For Shailaja, a 10th grader from Istalapuram, Andhra Pradesh, juggling online classes and her job as a lemon harvester is all in a day’s work. Photo Courtesy: Shantha Sinha
Shailaja and Chandana are part of a small minority, however. Online education is a distant dream for most rural children. According to a UNICEF report, only one in four children in India has access to the devices and internet connectivity necessary for digital learning. Moreover, there is a large rural–urban and gender divide barring the way. According to the Global Education Monitoring Report 2020, only 12 per cent of households in the poorest countries have internet access at home, and access to mobile internet is 26 per cent lower for women and girls than for their male peers. These figures are supported by a 2020 UNICEF report which states that at least every seventh girl globally has been unable to access remote learning when schools are closed.

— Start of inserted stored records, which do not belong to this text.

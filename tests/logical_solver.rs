/*
* Copyright (C) 2026  The bitdoku authors
* This file is part of bitdoku.
*
* bitdoku is free software: you can redistribute it and/or modify
* it under the terms of the GNU Affero General Public License as published
* by the Free Software Foundation, either version 3 of the License, or
* (at your option) any later version.
*
* bitdoku is distributed in the hope that it will be useful,
* but WITHOUT ANY WARRANTY; without even the implied warranty of
* MERCHANTABILITY or FITNESS FOR A PARTICULAR PURPOSE.  See the
* GNU Affero General Public License for more details.
*
* You should have received a copy of the GNU Affero General Public License
* along with bitdoku.  If not, see <https://www.gnu.org/licenses/>.
*/

use bitdoku::grid::Grid;
use bitdoku::logical_solver::{
    self, Catalog, LogicalResult, apply_move, find_all_moves, find_next_move, find_next_move_in,
    solve_logically, solve_logically_with, subsets,
};
use bitdoku::{Move, SudokuError, Technique};

fn parse(s: &str) -> Grid {
    s.parse().unwrap()
}

fn solve(s: &str) -> LogicalResult {
    solve_logically(&parse(s)).unwrap()
}

fn solve_extended(s: &str) -> LogicalResult {
    solve_logically_with(&parse(s), Catalog::Extended).unwrap()
}

fn uses(result: &LogicalResult, technique: Technique) -> bool {
    result.moves.iter().any(|m| m.technique == technique)
}

fn eliminates(mv: &Move, index: usize, value: u8) -> bool {
    mv.eliminations
        .iter()
        .any(|e| e.index == index && e.values.contains(&value))
}

#[test]
fn test_naked_single_move_generation() {
    let puzzle =
        "...2..7...5..96832.8.7....641.....78.2..745..7.31854....2531..4.3164..5...9...61.";
    let result = solve(puzzle);

    let first = &result.moves[0];
    assert_eq!(first.technique, Technique::NakedSingle);
    let placement = first.placement.unwrap();
    assert_eq!(placement.index, 9);
    assert_eq!(placement.value, 1);
    assert!(
        eliminates(first, 0, 1),
        "expected elimination of 1 at index 0"
    );
}

#[test]
fn test_hidden_single_detection_in_unit() {
    let puzzle =
        ".38.917.571...38.9...78.3419738526148649175325213..9781..67..83386.29.57..7.38.96";
    let result = solve(puzzle);

    let first = &result.moves[0];
    assert_eq!(first.technique, Technique::HiddenSingle);
    let placement = first.placement.unwrap();
    assert_eq!(placement.index, 0);
    assert_eq!(placement.value, 4);

    // Internal eliminations: the target cell loses its other candidates.
    let internal = first
        .eliminations
        .iter()
        .find(|e| e.index == 0)
        .expect("expected internal eliminations at cell 0");
    assert_eq!(internal.values, vec![2, 6]);
}

#[test]
fn test_full_house_appears_on_easy_puzzle() {
    let puzzle =
        "53..7....6..195....98....6.8...6...34..8.3..17...2...6.6....28....419..5....8..79";
    let result = solve(puzzle);

    assert!(result.solved);
    assert!(uses(&result, Technique::FullHouse));
    assert!(uses(&result, Technique::NakedSingle));
}

#[test]
fn test_naked_pair_detection() {
    let puzzle =
        ".....8..5..97...1..1.....687.51..........3..46......57.6...5.9..8........4.9.....";
    let result = solve(puzzle);

    let naked_pair = result
        .moves
        .iter()
        .find(|m| m.technique == Technique::NakedPair)
        .expect("expected a NakedPair step");
    assert!(naked_pair.placement.is_none());
    assert!(
        eliminates(naked_pair, 68, 4),
        "expected elimination of 4 at index 68"
    );
}

#[test]
fn test_pointing_candidates_detection() {
    let puzzle =
        ".....8..5..97...1..1.....687.51..........3..46......57.6...5.9..8........4.9.....";
    let result = solve(puzzle);

    let pointing = result
        .moves
        .iter()
        .find(|m| m.technique == Technique::PointingCandidates)
        .expect("expected a PointingCandidates step");
    assert!(
        eliminates(pointing, 13, 2),
        "expected elimination of 2 at index 13"
    );
}

#[test]
fn test_claiming_candidates_detection() {
    let puzzle =
        "7356814..681492.3.4..7356813.71..9.894..73.1.1....937.5.4318...8.392.15.21.5.78.3";
    let result = solve(puzzle);
    assert!(uses(&result, Technique::ClaimingCandidates));
    assert!(!result.solved, "core catalog should stall on this puzzle");
}

#[test]
fn test_hidden_pair_and_naked_triple_detection() {
    let puzzle =
        "538421769421769...769538....8.17.6.2..29........28.3..857312946...6.71...1.8...7.";
    let result = solve(puzzle);
    assert!(uses(&result, Technique::HiddenPair));
    assert!(uses(&result, Technique::NakedTriple));
}

#[test]
fn test_stalled_solve_is_not_an_error() {
    let puzzle =
        "538421769421769...769538....8.17.6.2..29........28.3..857312946...6.71...1.8...7.";
    let result = solve(puzzle);

    assert!(!result.solved);
    assert!(result.grid.is_valid());
    // The stuck grid reports NoMoveFound, not InvalidGrid.
    assert_eq!(
        find_next_move(&result.grid),
        Err(SudokuError::NoMoveFound)
    );
}

#[test]
fn test_x_wing_detection() {
    let puzzle =
        "3..6148726148723958723956......86......2.95....6.5...85..9..2...6..2..5.24756.1.9";

    // The core catalog cannot finish this puzzle.
    let core = solve(puzzle);
    assert!(!core.solved);

    let extended = solve_extended(puzzle);
    assert!(extended.solved);
    let x_wing = extended
        .moves
        .iter()
        .find(|m| m.technique == Technique::XWing)
        .expect("expected an XWing step");
    assert!(
        x_wing.eliminations.iter().all(|e| e.values == vec![3]),
        "this X-Wing works on candidate 3"
    );
}

#[test]
fn test_swordfish_detection() {
    let puzzle =
        "4..6...95.2..95478.954..6..........2.125.7.3.3..2......417.256.26795....53..64..7";
    let extended = solve_extended(puzzle);
    assert!(uses(&extended, Technique::Swordfish));
    assert!(extended.solved);
}

#[test]
fn test_skyscraper_and_kite_detection() {
    let puzzle =
        ".89.2....2..5.94.8...8..9.21629875..5..4.2.89948....2.79.2.83..32.6..89.8...9.2..";
    let extended = solve_extended(puzzle);
    assert!(uses(&extended, Technique::Skyscraper));
    assert!(uses(&extended, Technique::TwoStringKite));
}

#[test]
fn test_turbot_fish_detection() {
    let puzzle =
        "6...5481.9.48136..81.62...42.648....18.36274.4..5.1268.68..5...5.2.38..6..1..658.";
    let extended = solve_extended(puzzle);
    assert!(uses(&extended, Technique::TurbotFish));
}

#[test]
fn test_hidden_triple_found_in_constructed_row() {
    // Confine {1, 2, 3} (plus a stray 9) to the first three cells of row
    // 0 and keep {4..8} everywhere else in the row.
    let mut grid = Grid::empty();
    for cell in 0..3 {
        for value in 4..=8 {
            grid.remove_candidate(cell, value).unwrap();
        }
    }
    for cell in 3..9 {
        for value in [1, 2, 3, 9] {
            grid.remove_candidate(cell, value).unwrap();
        }
    }

    let mv = subsets::find_hidden_triple(&grid).expect("should find a HiddenTriple");
    assert_eq!(mv.technique, Technique::HiddenTriple);
    // The stray 9 is removed from all three subset cells.
    assert_eq!(mv.eliminations.len(), 3);
    for (cell, elimination) in mv.eliminations.iter().enumerate() {
        assert_eq!(elimination.index, cell);
        assert_eq!(elimination.values, vec![9]);
    }
}

#[test]
fn test_naked_quad_found_in_constructed_row() {
    // Four cells restricted to {1, 2, 3, 4} lock those digits for the
    // rest of the row.
    let mut grid = Grid::empty();
    for cell in 0..4 {
        for value in 5..=9 {
            grid.remove_candidate(cell, value).unwrap();
        }
    }

    let mv = subsets::find_naked_quad(&grid).expect("should find a NakedQuad");
    assert_eq!(mv.eliminations.len(), 5);
    for (i, elimination) in mv.eliminations.iter().enumerate() {
        assert_eq!(elimination.index, 4 + i);
        assert_eq!(elimination.values, vec![1, 2, 3, 4]);
    }
}

#[test]
fn test_hidden_quad_found_in_constructed_row() {
    // Digits {1..4} appear only in the first four cells of row 0.
    let mut grid = Grid::empty();
    for cell in 4..9 {
        for value in 1..=4 {
            grid.remove_candidate(cell, value).unwrap();
        }
    }

    let mv = subsets::find_hidden_quad(&grid).expect("should find a HiddenQuad");
    assert_eq!(mv.eliminations.len(), 4);
    for (cell, elimination) in mv.eliminations.iter().enumerate() {
        assert_eq!(elimination.index, cell);
        assert_eq!(elimination.values, vec![5, 6, 7, 8, 9]);
    }
}

#[test]
fn test_empty_grid_has_no_move() {
    let grid = Grid::empty();
    assert_eq!(find_next_move(&grid), Err(SudokuError::NoMoveFound));
    assert_eq!(
        find_next_move_in(&grid, Catalog::Extended),
        Err(SudokuError::NoMoveFound)
    );
}

#[test]
fn test_invalid_grid_is_rejected_by_dispatcher() {
    let conflicting: Grid = format!("55{}", ".".repeat(79)).parse().unwrap();
    assert!(matches!(
        find_next_move(&conflicting),
        Err(SudokuError::InvalidGrid(_))
    ));
    assert!(matches!(
        solve_logically(&conflicting),
        Err(SudokuError::InvalidGrid(_))
    ));
}

#[test]
fn test_apply_move_copies_the_grid() {
    let grid = parse(
        "53..7....6..195....98....6.8...6...34..8.3..17...2...6.6....28....419..5....8..79",
    );
    let mv = find_next_move(&grid).unwrap();
    let next = apply_move(&grid, &mv).unwrap();

    let placement = mv.placement.unwrap();
    assert_eq!(next.value(placement.index), placement.value);
    // The original grid is untouched.
    assert_eq!(grid.value(placement.index), 0);
}

#[test]
fn test_every_applied_move_preserves_validity() {
    let mut grid = parse(
        ".....8..5..97...1..1.....687.51..........3..46......57.6...5.9..8........4.9.....",
    );
    loop {
        match find_next_move(&grid) {
            Ok(mv) => {
                grid = apply_move(&grid, &mv).unwrap();
                assert!(grid.is_valid(), "move {mv} broke grid validity");
            }
            Err(SudokuError::NoMoveFound) => break,
            Err(e) => panic!("unexpected error: {e}"),
        }
    }
}

#[test]
fn test_find_all_moves_collects_one_match_per_technique() {
    let grid = parse(
        ".....8..5..97...1..1.....687.51..........3..46......57.6...5.9..8........4.9.....",
    );
    let moves = find_all_moves(&grid, Catalog::Core).unwrap();

    assert_eq!(moves.len(), 6);
    // The first collected move is the dispatcher's pick.
    assert_eq!(moves[0].technique, Technique::HiddenSingle);
    assert_eq!(moves[0], find_next_move(&grid).unwrap());

    let techniques: Vec<Technique> = moves.iter().map(|m| m.technique).collect();
    assert!(techniques.contains(&Technique::PointingCandidates));
    assert!(techniques.contains(&Technique::NakedQuad));
    assert!(techniques.contains(&Technique::HiddenPair));
}

#[test]
fn test_move_export_shape() {
    let puzzle =
        "...2..7...5..96832.8.7....641.....78.2..745..7.31854....2531..4.3164..5...9...61.";
    let result = solve(puzzle);

    let record = result.moves[0].export();
    let json = serde_json::to_value(&record).unwrap();
    assert_eq!(json["technique"], "NakedSingle");
    assert_eq!(json["cell"], 9);
    assert_eq!(json["value"], 1);
    assert!(json["eliminations"].is_array());
    assert!(json["description"].is_string());

    // Elimination-only moves omit the placement fields.
    let pointing = result
        .moves
        .iter()
        .find(|m| m.technique == Technique::PointingCandidates);
    if let Some(mv) = pointing {
        let json = serde_json::to_value(mv.export()).unwrap();
        assert!(json.get("cell").is_none());
        assert!(json.get("value").is_none());
    }
}

#[test]
fn test_solve_logically_records_catalog_boundary() {
    // A puzzle that needs fish: the default catalog stops early, the
    // extended one finishes.
    let puzzle =
        "3..6148726148723958723956......86......2.95....6.5...85..9..2...6..2..5.24756.1.9";
    let core = logical_solver::solve_logically(&parse(puzzle)).unwrap();
    let extended = solve_extended(puzzle);

    assert!(!core.solved);
    assert!(extended.solved);
    assert!(extended.moves.len() > core.moves.len());
}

While these girls from poor, marginalized and vulnerable families’, daughters of illiterate parents, are putting up stiff resistance to structural inequities and patriarchal norms, it is imperative that they not stand alone. Governments at all levels must propel state action to reach out and relieve them from labour force, stop child marriage and protect freedom and rights of girls. Without this support in terms of educational material, digital tools, food security, health and hygiene provisions and scholarships, such children are being left behind in the worst way—with lost futures they are trapped in generational cycles of poverty and deprivation. Stories of such girls must become visible. Their pleas must be heard.
Child-rights activist, Shantha Sinha is the founder of MV Foundation and a professor of political science at Hyderabad Central University. She received the 2003 Ramon Magsaysay award and the Padma Shri in 1999.